You may be a casual smartphone photographer or professional photog on the run — everybody appreciates having a good camera on their phone. Smartphones are making headlines for being able to attain processing speeds as fast as full-fledged computers these days. They now sport 2K displays and are on the verge of replacing point and shoot cameras and even some entry-level DSLRs. Smartphones have transformed photography drastically. “Smartphone Photography” is now a trend and has lots of followers. They are the best way to be social and are so much more compact and hassle-free. While the high-end camera range are still struggling with the idea of a “connected camera” with NFC/WiFi functionality, smartphones are already ahead of its game by having seamless connectivity built-in. A phone camera for most people is the only camera they own.

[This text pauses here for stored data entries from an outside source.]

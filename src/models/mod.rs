//! Data models for the Shelfside client

pub mod book;
pub mod library;
pub mod session;
pub mod user;

// Re-export commonly used types
pub use book::{Book, BookDraft, Rating};
pub use library::{CreateLibraryRequest, Library, UpdateLibraryRequest};
pub use session::{SessionInfo, SessionState};
pub use user::{LoginRequest, SignupRequest, User};
//! API integration tests
//!
//! These run against a live backend. Start one locally and run with:
//! `cargo test -- --ignored`

use reqwest::Client;
use serde_json::{json, Value};

const BASE_URL: &str = "http://localhost:5555/api";

fn client() -> Client {
    Client::builder()
        .cookie_store(true)
        .build()
        .expect("Failed to build client")
}

/// Helper to get a client holding an authenticated session cookie
async fn login(client: &Client) {
    let response = client
        .post(format!("{}/login", BASE_URL))
        .json(&json!({
            "username": "reader",
            "password": "reader"
        }))
        .send()
        .await
        .expect("Failed to send login request");

    assert!(response.status().is_success(), "seed user 'reader' must exist");
}

#[tokio::test]
#[ignore] // Run with: cargo test -- --ignored
async fn test_session_check_anonymous() {
    let client = client();

    let response = client
        .get(format!("{}/user_session", BASE_URL))
        .send()
        .await
        .expect("Failed to send request");

    assert_eq!(response.status(), 401);
}

#[tokio::test]
#[ignore]
async fn test_login_and_session_check() {
    let client = client();
    login(&client).await;

    let response = client
        .get(format!("{}/user_session", BASE_URL))
        .send()
        .await
        .expect("Failed to send request");

    assert!(response.status().is_success());

    let body: Value = response.json().await.expect("Failed to parse response");
    assert_eq!(body["user"]["username"], "reader");
    assert!(body["libraries"].is_array());
}

#[tokio::test]
#[ignore]
async fn test_login_invalid_credentials() {
    let client = client();

    let response = client
        .post(format!("{}/login", BASE_URL))
        .json(&json!({
            "username": "reader",
            "password": "wrong"
        }))
        .send()
        .await
        .expect("Failed to send request");

    assert_eq!(response.status(), 401);

    let body: Value = response.json().await.expect("Failed to parse response");
    assert!(body["error"].is_string());
}

#[tokio::test]
#[ignore]
async fn test_list_books() {
    let client = client();
    login(&client).await;

    let response = client
        .get(format!("{}/books", BASE_URL))
        .send()
        .await
        .expect("Failed to send request");

    assert!(response.status().is_success());

    let body: Value = response.json().await.expect("Failed to parse response");
    assert!(body.is_array());
}

#[tokio::test]
#[ignore]
async fn test_create_rename_and_delete_library() {
    let client = client();
    login(&client).await;

    // Create
    let response = client
        .post(format!("{}/libraries", BASE_URL))
        .json(&json!({ "name": "Integration Shelf", "private": false }))
        .send()
        .await
        .expect("Failed to send request");

    assert!(response.status().is_success());

    let body: Value = response.json().await.expect("Failed to parse response");
    let library_id = body["id"].as_i64().expect("No library ID");

    // Rename
    let response = client
        .patch(format!("{}/libraries/{}", BASE_URL, library_id))
        .json(&json!({ "name": "Integration Shelf Renamed" }))
        .send()
        .await
        .expect("Failed to send request");

    assert!(response.status().is_success());

    let body: Value = response.json().await.expect("Failed to parse response");
    assert_eq!(body["name"], "Integration Shelf Renamed");

    // Delete
    let response = client
        .delete(format!("{}/libraries/{}", BASE_URL, library_id))
        .send()
        .await
        .expect("Failed to send request");

    assert!(response.status().is_success());
}

#[tokio::test]
#[ignore]
async fn test_create_library_rejects_duplicate_name() {
    let client = client();
    login(&client).await;

    let payload = json!({ "name": "Duplicate Shelf", "private": false });

    let response = client
        .post(format!("{}/libraries", BASE_URL))
        .json(&payload)
        .send()
        .await
        .expect("Failed to send request");
    assert!(response.status().is_success());
    let body: Value = response.json().await.expect("Failed to parse response");
    let library_id = body["id"].as_i64().expect("No library ID");

    let response = client
        .post(format!("{}/libraries", BASE_URL))
        .json(&payload)
        .send()
        .await
        .expect("Failed to send request");
    assert_eq!(response.status(), 422);

    // Cleanup
    let _ = client
        .delete(format!("{}/libraries/{}", BASE_URL, library_id))
        .send()
        .await;
}

#[tokio::test]
#[ignore]
async fn test_unauthorized_mutation() {
    let client = client();

    let response = client
        .post(format!("{}/libraries", BASE_URL))
        .json(&json!({ "name": "No Session Shelf", "private": false }))
        .send()
        .await
        .expect("Failed to send request");

    assert_eq!(response.status(), 401);
}

#[tokio::test]
#[ignore]
async fn test_logout_invalidates_session() {
    let client = client();
    login(&client).await;

    let response = client
        .delete(format!("{}/logout", BASE_URL))
        .send()
        .await
        .expect("Failed to send request");
    assert!(response.status().is_success());

    let response = client
        .get(format!("{}/user_session", BASE_URL))
        .send()
        .await
        .expect("Failed to send request");
    assert_eq!(response.status(), 401);
}
//! User model and session request types

use serde::{Deserialize, Serialize};
use validator::Validate;

/// Authenticated user as returned by the backend
///
/// Presence of a `User` in the session state is the sole authentication
/// signal; there is no separate logged-in flag.
#[derive(Debug, Clone, PartialEq, Eq, Serialize, Deserialize)]
pub struct User {
    pub id: i64,
    pub username: String,
    #[serde(default)]
    pub email: Option<String>,
}

/// Login request
#[derive(Debug, Clone, Serialize, Validate)]
pub struct LoginRequest {
    #[validate(length(min = 1, message = "Username is required"))]
    pub username: String,
    #[validate(length(min = 1, message = "Password is required"))]
    pub password: String,
}

/// Signup request
#[derive(Debug, Clone, Serialize, Validate)]
pub struct SignupRequest {
    #[validate(length(min = 1, message = "Username is required"))]
    pub username: String,
    #[validate(email(message = "Invalid email format"))]
    pub email: String,
    #[validate(length(min = 1, message = "Password is required"))]
    pub password: String,
}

Even pro photographers are starting to mainly use their iPhones for making short-films or photo series.
Since smartphone’s camera specifications are very closely related to DSLRs, let me help you decide on a perfect camera phone by comparing them with the terms that are usually used to judge a DSLR!
For DSLRs, first thing we look at is the size of the sensor — a large one is better (and costly), smaller ones are for entry level market. Then we move over to lenses — a fast//prime lens has a large aperture while a slower kit lens is not as good. Lastly we look at the megapixel count and that’s about it. Features other than these are good to have, but they won’t really make a remarkable difference.
Sensor & Lens
- Large sensor size (1/2″ or 1/3.15”) will give better quality.
- Large pixel size (1.5µm) and Large aperture (f/1.8~ f/2) will give well-lit low light shots and is better to have over high megapixel count.
- Slimmer the phone, smaller the sensor size.
- Please remember to see the denominator when you’re looking at sensor size, as the lower the denominator, the bigger the sensor size. For e.g, 1/2″ is larger than 1/3.15”.
- Aperture is the opening on the lens through which lights travel to the sensor. The larger the diameter, more light travels through the sensor. Since this is a ratio, again a smaller f/ number will indicate a bigger aperture. Meaning, f/2.0 is larger than f/2.2.
- Larger number of pixel size will denote that pixels are physically bigger, thereby they’re able to capture more details for eg. 1.5µm is greater than 1.2µm.
Camera on phones as of today sport high aperture values (about f/2.0), which gives a good depth of field and bright photos. But, it’s because they don’t have any other option. As the phones get slimmer, manufacturers don’t have enough space to fit a huge sensor in it. They have to go for sizes above 1/2″ to fit into a phone. Large sensors drastically improve the photo quality as seen on phones like the Nokia Lumia 1020 or even the PureView 808 which had bigger 1/1.2” sensors!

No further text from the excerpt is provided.